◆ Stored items
========
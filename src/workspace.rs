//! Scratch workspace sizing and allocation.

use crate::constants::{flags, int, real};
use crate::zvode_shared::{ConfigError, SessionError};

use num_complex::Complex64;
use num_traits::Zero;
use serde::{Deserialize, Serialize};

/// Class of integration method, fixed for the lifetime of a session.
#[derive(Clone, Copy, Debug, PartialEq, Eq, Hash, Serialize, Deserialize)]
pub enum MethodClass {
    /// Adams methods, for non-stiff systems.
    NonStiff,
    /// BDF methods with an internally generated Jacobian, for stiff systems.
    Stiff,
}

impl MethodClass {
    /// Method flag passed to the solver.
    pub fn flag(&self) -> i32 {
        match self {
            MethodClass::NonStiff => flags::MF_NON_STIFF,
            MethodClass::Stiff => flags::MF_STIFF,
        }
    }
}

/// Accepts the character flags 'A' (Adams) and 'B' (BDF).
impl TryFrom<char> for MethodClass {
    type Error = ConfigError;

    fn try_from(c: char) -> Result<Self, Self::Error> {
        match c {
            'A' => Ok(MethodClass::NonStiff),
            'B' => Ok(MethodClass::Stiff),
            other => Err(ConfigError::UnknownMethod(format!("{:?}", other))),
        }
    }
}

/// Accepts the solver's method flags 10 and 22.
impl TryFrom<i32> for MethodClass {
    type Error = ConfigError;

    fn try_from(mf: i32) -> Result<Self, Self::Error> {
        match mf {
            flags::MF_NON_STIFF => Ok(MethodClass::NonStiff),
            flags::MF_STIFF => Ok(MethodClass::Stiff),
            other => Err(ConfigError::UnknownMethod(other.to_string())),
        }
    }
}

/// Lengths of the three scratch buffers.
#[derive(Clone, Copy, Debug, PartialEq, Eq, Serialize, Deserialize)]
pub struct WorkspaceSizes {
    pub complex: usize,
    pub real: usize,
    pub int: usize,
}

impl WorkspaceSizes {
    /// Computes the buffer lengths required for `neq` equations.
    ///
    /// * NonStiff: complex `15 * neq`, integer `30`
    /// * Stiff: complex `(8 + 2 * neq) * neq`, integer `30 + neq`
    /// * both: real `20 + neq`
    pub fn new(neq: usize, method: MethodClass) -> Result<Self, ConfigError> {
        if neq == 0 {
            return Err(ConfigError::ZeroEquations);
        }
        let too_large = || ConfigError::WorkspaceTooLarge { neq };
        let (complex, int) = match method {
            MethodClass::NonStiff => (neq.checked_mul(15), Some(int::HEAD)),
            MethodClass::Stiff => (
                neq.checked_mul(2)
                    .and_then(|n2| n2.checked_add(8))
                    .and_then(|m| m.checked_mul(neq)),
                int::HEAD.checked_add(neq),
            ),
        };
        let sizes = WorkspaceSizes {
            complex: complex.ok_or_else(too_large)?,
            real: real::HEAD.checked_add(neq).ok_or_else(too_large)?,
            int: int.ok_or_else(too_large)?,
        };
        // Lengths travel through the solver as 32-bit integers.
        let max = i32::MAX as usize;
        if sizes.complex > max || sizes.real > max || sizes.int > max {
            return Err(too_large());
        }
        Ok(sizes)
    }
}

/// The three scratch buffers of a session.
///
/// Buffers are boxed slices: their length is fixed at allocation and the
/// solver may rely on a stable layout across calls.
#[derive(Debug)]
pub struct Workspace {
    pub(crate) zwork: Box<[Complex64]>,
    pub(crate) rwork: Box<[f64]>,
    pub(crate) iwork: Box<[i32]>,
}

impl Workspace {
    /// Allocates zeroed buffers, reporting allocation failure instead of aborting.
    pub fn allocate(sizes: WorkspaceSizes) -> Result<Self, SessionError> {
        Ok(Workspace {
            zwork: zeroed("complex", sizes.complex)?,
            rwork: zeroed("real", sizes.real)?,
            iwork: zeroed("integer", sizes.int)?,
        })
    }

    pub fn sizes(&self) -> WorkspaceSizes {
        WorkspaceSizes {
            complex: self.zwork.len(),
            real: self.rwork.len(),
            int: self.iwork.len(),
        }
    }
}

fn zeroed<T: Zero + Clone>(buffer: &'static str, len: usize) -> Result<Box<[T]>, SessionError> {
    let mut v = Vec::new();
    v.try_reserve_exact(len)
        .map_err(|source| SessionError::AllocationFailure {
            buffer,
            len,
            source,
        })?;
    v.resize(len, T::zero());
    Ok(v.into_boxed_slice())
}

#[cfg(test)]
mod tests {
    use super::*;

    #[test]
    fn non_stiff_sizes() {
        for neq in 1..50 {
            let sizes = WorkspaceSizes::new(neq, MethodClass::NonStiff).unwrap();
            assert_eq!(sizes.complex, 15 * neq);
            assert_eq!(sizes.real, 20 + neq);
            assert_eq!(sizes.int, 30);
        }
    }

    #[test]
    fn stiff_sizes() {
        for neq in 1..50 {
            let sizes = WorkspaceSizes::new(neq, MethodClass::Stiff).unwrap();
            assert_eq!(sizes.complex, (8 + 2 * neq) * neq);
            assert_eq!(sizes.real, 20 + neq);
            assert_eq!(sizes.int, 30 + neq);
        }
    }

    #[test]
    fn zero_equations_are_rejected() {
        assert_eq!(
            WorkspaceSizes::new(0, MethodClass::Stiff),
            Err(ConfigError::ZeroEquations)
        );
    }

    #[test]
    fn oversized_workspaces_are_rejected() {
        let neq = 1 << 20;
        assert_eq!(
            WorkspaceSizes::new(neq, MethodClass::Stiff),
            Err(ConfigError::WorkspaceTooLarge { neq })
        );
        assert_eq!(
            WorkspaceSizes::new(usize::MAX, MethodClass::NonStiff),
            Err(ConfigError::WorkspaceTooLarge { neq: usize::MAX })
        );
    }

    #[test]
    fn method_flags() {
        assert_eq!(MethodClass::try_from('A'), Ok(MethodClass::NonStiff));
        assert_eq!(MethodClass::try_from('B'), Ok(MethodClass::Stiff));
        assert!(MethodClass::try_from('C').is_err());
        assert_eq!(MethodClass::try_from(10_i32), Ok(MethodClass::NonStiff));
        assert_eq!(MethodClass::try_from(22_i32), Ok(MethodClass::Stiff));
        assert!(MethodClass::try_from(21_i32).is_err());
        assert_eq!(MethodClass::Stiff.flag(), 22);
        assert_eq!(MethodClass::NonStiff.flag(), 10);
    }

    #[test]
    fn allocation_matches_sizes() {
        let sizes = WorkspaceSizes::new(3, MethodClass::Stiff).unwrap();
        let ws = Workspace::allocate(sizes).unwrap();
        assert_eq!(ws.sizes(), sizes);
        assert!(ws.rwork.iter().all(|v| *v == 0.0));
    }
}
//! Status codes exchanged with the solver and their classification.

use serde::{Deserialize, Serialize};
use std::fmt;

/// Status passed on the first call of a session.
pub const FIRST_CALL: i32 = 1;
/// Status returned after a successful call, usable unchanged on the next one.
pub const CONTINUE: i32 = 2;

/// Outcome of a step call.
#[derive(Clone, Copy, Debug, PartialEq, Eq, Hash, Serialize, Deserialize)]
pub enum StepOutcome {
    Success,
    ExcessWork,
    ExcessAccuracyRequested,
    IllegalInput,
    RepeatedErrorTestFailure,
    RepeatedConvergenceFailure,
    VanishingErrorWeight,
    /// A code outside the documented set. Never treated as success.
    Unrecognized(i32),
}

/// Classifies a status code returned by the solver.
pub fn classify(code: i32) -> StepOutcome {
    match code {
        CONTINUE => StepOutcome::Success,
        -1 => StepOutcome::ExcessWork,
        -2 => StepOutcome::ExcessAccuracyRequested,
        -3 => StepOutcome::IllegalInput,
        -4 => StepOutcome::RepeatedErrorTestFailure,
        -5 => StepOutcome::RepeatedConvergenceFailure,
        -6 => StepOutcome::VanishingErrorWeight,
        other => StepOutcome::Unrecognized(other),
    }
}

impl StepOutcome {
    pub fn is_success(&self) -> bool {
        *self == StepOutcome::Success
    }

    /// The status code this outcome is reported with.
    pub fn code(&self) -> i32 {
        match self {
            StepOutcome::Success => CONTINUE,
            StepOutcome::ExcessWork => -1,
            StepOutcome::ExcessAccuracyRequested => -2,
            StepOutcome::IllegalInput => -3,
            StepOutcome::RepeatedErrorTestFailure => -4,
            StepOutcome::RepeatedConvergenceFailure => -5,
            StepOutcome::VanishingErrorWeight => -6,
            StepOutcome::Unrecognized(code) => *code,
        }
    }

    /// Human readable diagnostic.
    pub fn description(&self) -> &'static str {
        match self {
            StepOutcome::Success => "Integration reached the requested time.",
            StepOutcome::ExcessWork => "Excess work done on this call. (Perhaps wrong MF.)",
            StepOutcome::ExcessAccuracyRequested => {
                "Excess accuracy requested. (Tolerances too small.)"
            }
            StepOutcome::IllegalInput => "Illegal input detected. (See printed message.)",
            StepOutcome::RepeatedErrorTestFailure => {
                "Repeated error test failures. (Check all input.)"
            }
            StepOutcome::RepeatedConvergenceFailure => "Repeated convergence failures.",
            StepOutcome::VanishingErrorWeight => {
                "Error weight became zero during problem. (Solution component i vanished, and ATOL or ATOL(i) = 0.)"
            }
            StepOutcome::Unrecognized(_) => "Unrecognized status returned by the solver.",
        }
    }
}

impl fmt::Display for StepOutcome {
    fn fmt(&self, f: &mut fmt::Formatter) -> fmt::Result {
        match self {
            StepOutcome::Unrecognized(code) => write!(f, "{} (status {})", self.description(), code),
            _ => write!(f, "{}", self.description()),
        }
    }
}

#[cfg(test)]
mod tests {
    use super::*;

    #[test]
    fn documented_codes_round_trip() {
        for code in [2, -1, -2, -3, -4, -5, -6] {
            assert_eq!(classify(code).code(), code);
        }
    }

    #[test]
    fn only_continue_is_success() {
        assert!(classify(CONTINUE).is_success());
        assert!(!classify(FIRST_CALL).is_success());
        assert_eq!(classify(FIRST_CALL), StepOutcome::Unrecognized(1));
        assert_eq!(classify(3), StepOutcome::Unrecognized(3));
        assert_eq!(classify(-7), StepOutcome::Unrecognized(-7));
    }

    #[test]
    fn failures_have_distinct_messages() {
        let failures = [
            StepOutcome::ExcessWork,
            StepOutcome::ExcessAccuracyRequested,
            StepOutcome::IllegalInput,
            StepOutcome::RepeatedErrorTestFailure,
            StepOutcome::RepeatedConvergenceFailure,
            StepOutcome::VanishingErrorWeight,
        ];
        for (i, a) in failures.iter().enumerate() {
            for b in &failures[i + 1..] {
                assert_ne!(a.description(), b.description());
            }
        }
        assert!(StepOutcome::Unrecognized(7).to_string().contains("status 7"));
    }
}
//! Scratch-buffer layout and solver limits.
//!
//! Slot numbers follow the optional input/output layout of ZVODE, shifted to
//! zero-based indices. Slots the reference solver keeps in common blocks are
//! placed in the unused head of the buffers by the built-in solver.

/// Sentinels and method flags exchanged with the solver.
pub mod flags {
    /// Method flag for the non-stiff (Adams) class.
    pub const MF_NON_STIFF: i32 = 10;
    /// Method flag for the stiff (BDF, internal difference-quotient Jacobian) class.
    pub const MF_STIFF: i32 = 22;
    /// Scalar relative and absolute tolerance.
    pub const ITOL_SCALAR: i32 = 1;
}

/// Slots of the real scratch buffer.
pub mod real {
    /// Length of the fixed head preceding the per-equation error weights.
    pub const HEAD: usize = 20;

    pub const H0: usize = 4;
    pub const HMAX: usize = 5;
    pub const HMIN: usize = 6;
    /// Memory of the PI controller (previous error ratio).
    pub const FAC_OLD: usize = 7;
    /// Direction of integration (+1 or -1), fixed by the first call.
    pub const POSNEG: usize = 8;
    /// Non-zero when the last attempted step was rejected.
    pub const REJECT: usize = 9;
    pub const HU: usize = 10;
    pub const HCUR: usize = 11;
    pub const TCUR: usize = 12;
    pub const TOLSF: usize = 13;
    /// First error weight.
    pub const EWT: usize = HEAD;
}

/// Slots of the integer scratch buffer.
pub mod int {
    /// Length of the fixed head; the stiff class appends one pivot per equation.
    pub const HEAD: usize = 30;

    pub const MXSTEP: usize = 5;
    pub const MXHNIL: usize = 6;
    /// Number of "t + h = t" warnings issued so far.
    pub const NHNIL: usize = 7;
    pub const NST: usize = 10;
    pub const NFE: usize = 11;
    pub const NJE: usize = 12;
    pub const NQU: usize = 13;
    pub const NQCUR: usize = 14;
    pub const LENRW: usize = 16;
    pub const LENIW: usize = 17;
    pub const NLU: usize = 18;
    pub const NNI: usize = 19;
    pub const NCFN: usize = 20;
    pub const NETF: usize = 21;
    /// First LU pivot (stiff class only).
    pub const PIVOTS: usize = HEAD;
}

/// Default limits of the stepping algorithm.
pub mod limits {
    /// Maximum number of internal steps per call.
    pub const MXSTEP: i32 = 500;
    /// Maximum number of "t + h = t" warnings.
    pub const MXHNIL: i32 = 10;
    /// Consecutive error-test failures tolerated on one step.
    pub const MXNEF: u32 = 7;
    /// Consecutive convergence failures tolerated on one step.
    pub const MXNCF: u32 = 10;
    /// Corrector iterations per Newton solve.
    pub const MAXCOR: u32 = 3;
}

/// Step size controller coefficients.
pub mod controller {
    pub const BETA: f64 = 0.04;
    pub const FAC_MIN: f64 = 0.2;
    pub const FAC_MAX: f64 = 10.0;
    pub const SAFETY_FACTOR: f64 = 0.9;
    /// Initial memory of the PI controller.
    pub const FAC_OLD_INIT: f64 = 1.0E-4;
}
========
◆ TO DO
What is wanted is every line from the first line of the entries through the line that contains "and 'B' (BDF).", given again exactly.

◆ PROBLEM SOLUTION
filename src/workspace.rs
//! Scratch workspace sizing and allocation.

use crate::constants::{flags, int, real};
use crate::zvode_shared::{ConfigError, SessionError};

use num_complex::Complex64;
use num_traits::Zero;
use serde::{Deserialize, Serialize};

/// Class of integration method, fixed for the lifetime of a session.
#[derive(Clone, Copy, Debug, PartialEq, Eq, Hash, Serialize, Deserialize)]
pub enum MethodClass {
    /// Adams methods, for non-stiff systems.
    NonStiff,
    /// BDF methods with an internally generated Jacobian, for stiff systems.
    Stiff,
}

impl MethodClass {
    /// Method flag passed to the solver.
    pub fn flag(&self) -> i32 {
        match self {
            MethodClass::NonStiff => flags::MF_NON_STIFF,
            MethodClass::Stiff => flags::MF_STIFF,
        }
    }
}

/// Accepts the character flags 'A' (Adams) and 'B' (BDF).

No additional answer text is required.